RÉPUBLIQUE FRANÇAISE



AU NOM DU PEUPLE FRANÇAIS









A R R E T



prononcé publiquement par mise à disposition de l'arrêt au greffe de la Cour le 25 mai 2016, les parties en ayant été préalablement avisées dans les conditions prévues au deuxième alinéa de l'article 450 du code...

CS/AM

Numéro 16/2192

COUR D'APPEL DE PAU

1ère Chambre

ARRET DU 25/05/2016

Dossier : 14/02839

Nature affaire :

Demande en réparation des dommages causés par l'activité des auxiliaires de justice

Affaire :

[S] [Y]

C/

[U] [W] [C]

Grosse délivrée le :

à :

RÉPUBLIQUE FRANÇAISE

AU NOM DU PEUPLE FRANÇAIS

A R R E T

prononcé publiquement par mise à disposition de l'arrêt au greffe de la Cour le 25 mai 2016, les parties en ayant été préalablement avisées dans les conditions prévues au deuxième alinéa de l'article 450 du code de procédure civile.

* * * * *

APRES DÉBATS

à l'audience publique tenue le 09 février 2016, devant :

Madame SARTRAND, Président, magistrat chargé du rapport conformément à l'article 785 du code de procédure civile

Monsieur CASTAGNE, Conseiller

Madame NICOLAS, Conseiller

assistés de Madame VICENTE, Greffier, présente à l'appel des causes.

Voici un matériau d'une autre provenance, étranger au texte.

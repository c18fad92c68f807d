use state_machines::state_machine;

state_machine! {
    name: FileMachine,
    state: FileState,
    initial: Ready,
    states: [Ready, Decided, Chunked, Embedded, Persisted, Recorded, Failed],
    events {
        decide { transition: { from: Ready, to: Decided } }
        split { transition: { from: Decided, to: Chunked } }
        embed { transition: { from: Chunked, to: Embedded } }
        persist { transition: { from: Embedded, to: Persisted } }
        record { transition: { from: Persisted, to: Recorded } }
        abort {
            transition: { from: Ready, to: Failed }
            transition: { from: Decided, to: Failed }
            transition: { from: Chunked, to: Failed }
            transition: { from: Embedded, to: Failed }
            transition: { from: Persisted, to: Failed }
        }
    }
}

pub fn ready() -> FileMachine<(), Ready> {
    FileMachine::new(())
}
use common::storage::{tiers::TierFilter, types::chunk::Chunk, types::qntm_key::normalize_key};
use globset::{Glob, GlobSet, GlobSetBuilder};
use tracing::warn;

use crate::SearchFilter;

/// A request filter split into the part each tier evaluates in its own query
/// and the residual applied after hydration.
pub struct SplitFilter {
    pub tier: TierFilter,
    pub residual: ResidualFilter,
}

/// What the tiers cannot evaluate: path glob membership.
#[derive(Default)]
pub struct ResidualFilter {
    path_globs: Option<GlobSet>,
}

impl ResidualFilter {
    pub fn matches(&self, chunk: &Chunk) -> bool {
        match &self.path_globs {
            None => true,
            Some(globs) => globs.is_match(chunk.payload.file_path()),
        }
    }

    pub fn is_empty(&self) -> bool {
        self.path_globs.is_none()
    }
}

/// Push key membership, date range, and consolidation level down into the
/// tier queries; keep path globs for the post-filter.
pub fn split(filter: Option<&SearchFilter>) -> SplitFilter {
    let Some(filter) = filter else {
        return SplitFilter {
            tier: TierFilter::default(),
            residual: ResidualFilter::default(),
        };
    };

    let tier = TierFilter {
        qntm_keys: filter.qntm_keys.iter().map(|k| normalize_key(k)).collect(),
        created_after: filter.created_after,
        created_before: filter.created_before,
        max_consolidation_level: filter.max_consolidation_level,
    };

    let path_globs = if filter.path_globs.is_empty() {
        None
    } else {
        let mut builder = GlobSetBuilder::new();
        for pattern in &filter.path_globs {
            match Glob::new(pattern) {
                Ok(glob) => {
                    builder.add(glob);
                }
                Err(err) => warn!(pattern, error = %err, "ignoring invalid path glob in filter"),
            }
        }
        builder.build().ok()
    };

    SplitFilter {
        tier,
        residual: ResidualFilter { path_globs },
    }
}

Les magistrats du siège ayant assisté aux débats ont délibéré conformément à la loi.

Le ministère public a eu connaissance de la procédure le 02 février 2015.

dans l'affaire opposant :

APPELANT :

Maître [S] [Y]

né le [Date naissance 1] 1961 à [Localité 1] (Algérie)

[Adresse 1]

[Adresse 1]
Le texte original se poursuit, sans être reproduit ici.